▸ **Records**:
#![cfg_attr(feature = "fail-on-warnings", deny(warnings))]
#![warn(clippy::all, clippy::pedantic, clippy::nursery, clippy::cargo)]
#![allow(clippy::multiple_crate_versions)]

//! Distance math for POI ranking.
//!
//! Every provider-independent distance in the workspace goes through
//! [`blended_distance`]: a cheap local planar estimate that is accurate
//! at walking range, corrected toward the great-circle distance once the
//! estimate passes [`BLEND_THRESHOLD_METERS`].

use food_map_poi_models::Coordinates;

/// Mean Earth radius in meters.
pub const EARTH_RADIUS_METERS: f64 = 6_371_000.0;

/// Meters per degree of latitude used by the planar estimate.
pub const METERS_PER_DEGREE: f64 = 111_320.0;

/// Planar estimates above this are averaged with the haversine distance.
pub const BLEND_THRESHOLD_METERS: f64 = 1000.0;

/// Converts degrees to radians.
#[must_use]
pub fn to_radians(degrees: f64) -> f64 {
    degrees * std::f64::consts::PI / 180.0
}

/// Great-circle distance in meters between two points.
#[must_use]
pub fn haversine_distance(a: Coordinates, b: Coordinates) -> f64 {
    let d_lat = to_radians(b.lat - a.lat);
    let d_lng = to_radians(b.lng - a.lng);
    let lat1 = to_radians(a.lat);
    let lat2 = to_radians(b.lat);

    let h = (d_lat / 2.0).sin().powi(2) + lat1.cos() * lat2.cos() * (d_lng / 2.0).sin().powi(2);
    let c = 2.0 * h.sqrt().atan2((1.0 - h).sqrt());

    EARTH_RADIUS_METERS * c
}

/// Local equirectangular distance in meters between two points.
///
/// The longitude axis is scaled by the cosine of the mean latitude.
#[must_use]
pub fn planar_distance(a: Coordinates, b: Coordinates) -> f64 {
    let mean_lat = to_radians(f64::midpoint(a.lat, b.lat));
    let lat_meters = (b.lat - a.lat) * METERS_PER_DEGREE;
    let lng_meters = (b.lng - a.lng) * METERS_PER_DEGREE * mean_lat.cos();

    lat_meters.hypot(lng_meters)
}

/// Planar distance with a spherical correction past one kilometer.
///
/// Returns the planar estimate unchanged when it is at most
/// [`BLEND_THRESHOLD_METERS`]; otherwise the mean of the planar and
/// haversine distances.
#[must_use]
pub fn blended_distance(a: Coordinates, b: Coordinates) -> f64 {
    blend(planar_distance(a, b), || haversine_distance(a, b))
}

/// Applies the blending rule to an already-computed planar estimate.
///
/// `spherical` is only evaluated above the threshold.
fn blend(planar: f64, spherical: impl FnOnce() -> f64) -> f64 {
    if planar > BLEND_THRESHOLD_METERS {
        f64::midpoint(planar, spherical())
    } else {
        planar
    }
}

▸ **What is required**: Please repeat each line above exactly.

▸ **Result of this exercise**:
#![cfg_attr(feature = "fail-on-warnings", deny(warnings))]
#![warn(clippy::all, clippy::pedantic, clippy::nursery, clippy::cargo)]
#![allow(clippy::multiple_crate_versions)]

//! Distance math for POI ranking.
//!
//! Every provider-independent distance in the workspace goes through
//! [`blended_distance`]: a cheap local planar estimate that is accurate
//! at walking range, corrected toward the great-circle distance once the
//! estimate passes [`BLEND_THRESHOLD_METERS`].

use food_map_poi_models::Coordinates;

/// Mean Earth radius in meters.
pub const EARTH_RADIUS_METERS: f64 = 6_371_000.0;

/// Meters per degree of latitude used by the planar estimate.
pub const METERS_PER_DEGREE: f64 = 111_320.0;

/// Planar estimates above this are averaged with the haversine distance.
pub const BLEND_THRESHOLD_METERS: f64 = 1000.0;

/// Converts degrees to radians.
#[must_use]
pub fn to_radians(degrees: f64) -> f64 {
    degrees * std::f64::consts::PI / 180.0
}

/// Great-circle distance in meters between two points.
#[must_use]
pub fn haversine_distance(a: Coordinates, b: Coordinates) -> f64 {
    let d_lat = to_radians(b.lat - a.lat);
    let d_lng = to_radians(b.lng - a.lng);
    let lat1 = to_radians(a.lat);
    let lat2 = to_radians(b.lat);

    let h = (d_lat / 2.0).sin().powi(2) + lat1.cos() * lat2.cos() * (d_lng / 2.0).sin().powi(2);
    let c = 2.0 * h.sqrt().atan2((1.0 - h).sqrt());

    EARTH_RADIUS_METERS * c
}

/// Local equirectangular distance in meters between two points.
///
/// The longitude axis is scaled by the cosine of the mean latitude.
#[must_use]
pub fn planar_distance(a: Coordinates, b: Coordinates) -> f64 {
    let mean_lat = to_radians(f64::midpoint(a.lat, b.lat));
    let lat_meters = (b.lat - a.lat) * METERS_PER_DEGREE;
    let lng_meters = (b.lng - a.lng) * METERS_PER_DEGREE * mean_lat.cos();

    lat_meters.hypot(lng_meters)
}

/// Planar distance with a spherical correction past one kilometer.
///
/// Returns the planar estimate unchanged when it is at most
/// [`BLEND_THRESHOLD_METERS`]; otherwise the mean of the planar and
/// haversine distances.
#[must_use]
pub fn blended_distance(a: Coordinates, b: Coordinates) -> f64 {
    blend(planar_distance(a, b), || haversine_distance(a, b))
}

/// Applies the blending rule to an already-computed planar estimate.
///
/// `spherical` is only evaluated above the threshold.
fn blend(planar: f64, spherical: impl FnOnce() -> f64) -> f64 {
    if planar > BLEND_THRESHOLD_METERS {
        f64::midpoint(planar, spherical())
    } else {
        planar
    }
}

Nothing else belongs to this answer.